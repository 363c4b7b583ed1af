//! In-memory document store.
//!
//! Backs dry runs and tests. Documents live in a map keyed by collection path
//! and document id, and are lost when the store is dropped.

use async_trait::async_trait;
use parking_lot::RwLock;
use std::collections::BTreeMap;
use std::sync::atomic::{AtomicU64, Ordering};
use tracing::{debug, instrument};

use crate::error::{Result, StoreError};
use crate::path::DocumentPath;
use crate::traits::{Document, DocumentStore};

/// In-memory store backend.
#[derive(Debug, Default)]
pub struct MemoryStore {
    collections: RwLock<BTreeMap<String, BTreeMap<String, Document>>>,
    writes: AtomicU64,
}

impl MemoryStore {
    pub fn new() -> Self {
        Self::default()
    }

    /// All documents in a collection, ordered by id.
    pub fn documents(&self, collection: &str) -> Vec<(String, Document)> {
        self.collections
            .read()
            .get(collection)
            .map(|docs| docs.iter().map(|(k, v)| (k.clone(), v.clone())).collect())
            .unwrap_or_default()
    }

    /// Number of documents in a collection.
    pub fn len(&self, collection: &str) -> usize {
        self.collections
            .read()
            .get(collection)
            .map(BTreeMap::len)
            .unwrap_or(0)
    }

    pub fn is_empty(&self, collection: &str) -> bool {
        self.len(collection) == 0
    }

    /// Total number of successful `set_document` calls.
    pub fn write_count(&self) -> u64 {
        self.writes.load(Ordering::Relaxed)
    }
}

#[async_trait]
impl DocumentStore for MemoryStore {
    #[instrument(skip(self, doc), fields(path = %path))]
    async fn set_document(&self, path: &DocumentPath, doc: &Document) -> Result<()> {
        debug!("Setting document with {} fields", doc.len());
        self.collections
            .write()
            .entry(path.collection.clone())
            .or_default()
            .insert(path.id.clone(), doc.clone());
        self.writes.fetch_add(1, Ordering::Relaxed);
        Ok(())
    }

    #[instrument(skip(self), fields(path = %path))]
    async fn get_document(&self, path: &DocumentPath) -> Result<Document> {
        self.collections
            .read()
            .get(&path.collection)
            .and_then(|docs| docs.get(&path.id))
            .cloned()
            .ok_or_else(|| StoreError::NotFound(path.to_string()))
    }

    fn backend_name(&self) -> &str {
        "memory"
    }
}

#[cfg(test)]
mod tests {
    use super::*;
    use crate::traits::DocumentStoreExt;
    use serde_json::json;

    fn doc(value: serde_json::Value) -> Document {
        value.as_object().cloned().unwrap()
    }

    #[tokio::test]
    async fn test_set_and_get() {
        let store = MemoryStore::new();
        let tx = store.collection("transactions").unwrap();

        tx.document("a").unwrap().set(&doc(json!({"amount": 10}))).await.unwrap();

        let read = tx.document("a").unwrap().get().await.unwrap();
        assert_eq!(read, doc(json!({"amount": 10})));
        assert_eq!(store.len("transactions"), 1);
    }

    #[tokio::test]
    async fn test_set_replaces_whole_document() {
        let store = MemoryStore::new();
        let a = store.collection("transactions").unwrap().document("a").unwrap();

        a.set(&doc(json!({"amount": 10, "note": "first"}))).await.unwrap();
        a.set(&doc(json!({"amount": 20}))).await.unwrap();

        assert_eq!(a.get().await.unwrap(), doc(json!({"amount": 20})));
        assert_eq!(store.write_count(), 2);
    }

    #[tokio::test]
    async fn test_get_missing() {
        let store = MemoryStore::new();
        let err = store
            .collection("transactions")
            .unwrap()
            .document("missing")
            .unwrap()
            .get()
            .await
            .unwrap_err();
        assert!(err.is_not_found());
    }

    #[tokio::test]
    async fn test_collections_are_separate() {
        let store = MemoryStore::new();
        let path = DocumentPath::new("transactions", "a").unwrap();
        store.set_document(&path, &doc(json!({}))).await.unwrap();

        assert!(store.is_empty("users"));
        assert_eq!(store.documents("transactions").len(), 1);
    }
}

┄┄┄┄┄┄┄┄┄┄

◆ Assignment
Reproduce all of the material verbatim.

◆ Problem solution
repository 363c4b7b583ed1af
//! In-memory document store.
//!
//! Backs dry runs and tests. Documents live in a map keyed by collection path
//! and document id, and are lost when the store is dropped.

use async_trait::async_trait;
use parking_lot::RwLock;
use std::collections::BTreeMap;
use std::sync::atomic::{AtomicU64, Ordering};
use tracing::{debug, instrument};

use crate::error::{Result, StoreError};
use crate::path::DocumentPath;
use crate::traits::{Document, DocumentStore};

/// In-memory store backend.
#[derive(Debug, Default)]
pub struct MemoryStore {
    collections: RwLock<BTreeMap<String, BTreeMap<String, Document>>>,
    writes: AtomicU64,
}

impl MemoryStore {
    pub fn new() -> Self {
        Self::default()
    }

    /// All documents in a collection, ordered by id.
    pub fn documents(&self, collection: &str) -> Vec<(String, Document)> {
        self.collections
            .read()
            .get(collection)
            .map(|docs| docs.iter().map(|(k, v)| (k.clone(), v.clone())).collect())
            .unwrap_or_default()
    }

    /// Number of documents in a collection.
    pub fn len(&self, collection: &str) -> usize {
        self.collections
            .read()
            .get(collection)
            .map(BTreeMap::len)
            .unwrap_or(0)
    }

    pub fn is_empty(&self, collection: &str) -> bool {
        self.len(collection) == 0
    }

    /// Total number of successful `set_document` calls.
    pub fn write_count(&self) -> u64 {
        self.writes.load(Ordering::Relaxed)
    }
}

#[async_trait]
impl DocumentStore for MemoryStore {
    #[instrument(skip(self, doc), fields(path = %path))]
    async fn set_document(&self, path: &DocumentPath, doc: &Document) -> Result<()> {
        debug!("Setting document with {} fields", doc.len());
        self.collections
            .write()
            .entry(path.collection.clone())
            .or_default()
            .insert(path.id.clone(), doc.clone());
        self.writes.fetch_add(1, Ordering::Relaxed);
        Ok(())
    }

    #[instrument(skip(self), fields(path = %path))]
    async fn get_document(&self, path: &DocumentPath) -> Result<Document> {
        self.collections
            .read()
            .get(&path.collection)
            .and_then(|docs| docs.get(&path.id))
            .cloned()
            .ok_or_else(|| StoreError::NotFound(path.to_string()))
    }

    fn backend_name(&self) -> &str {
        "memory"
    }
}

#[cfg(test)]
mod tests {
    use super::*;
    use crate::traits::DocumentStoreExt;
    use serde_json::json;

    fn doc(value: serde_json::Value) -> Document {
        value.as_object().cloned().unwrap()
    }

    #[tokio::test]
    async fn test_set_and_get() {
        let store = MemoryStore::new();
        let tx = store.collection("transactions").unwrap();

        tx.document("a").unwrap().set(&doc(json!({"amount": 10}))).await.unwrap();

        let read = tx.document("a").unwrap().get().await.unwrap();
        assert_eq!(read, doc(json!({"amount": 10})));
        assert_eq!(store.len("transactions"), 1);
    }

    #[tokio::test]
    async fn test_set_replaces_whole_document() {
        let store = MemoryStore::new();
        let a = store.collection("transactions").unwrap().document("a").unwrap();

        a.set(&doc(json!({"amount": 10, "note": "first"}))).await.unwrap();
        a.set(&doc(json!({"amount": 20}))).await.unwrap();

        assert_eq!(a.get().await.unwrap(), doc(json!({"amount": 20})));
        assert_eq!(store.write_count(), 2);
    }

    #[tokio::test]
    async fn test_get_missing() {
        let store = MemoryStore::new();
        let err = store
            .collection("transactions")
            .unwrap()
            .document("missing")
            .unwrap()
            .get()
            .await
            .unwrap_err();
        assert!(err.is_not_found());
    }

    #[tokio::test]
    async fn test_collections_are_separate() {
        let store = MemoryStore::new();
        let path = DocumentPath::new("transactions", "a").unwrap();
        store.set_document(&path, &doc(json!({}))).await.unwrap();

        assert!(store.is_empty("users"));
        assert_eq!(store.documents("transactions").len(), 1);
    }
}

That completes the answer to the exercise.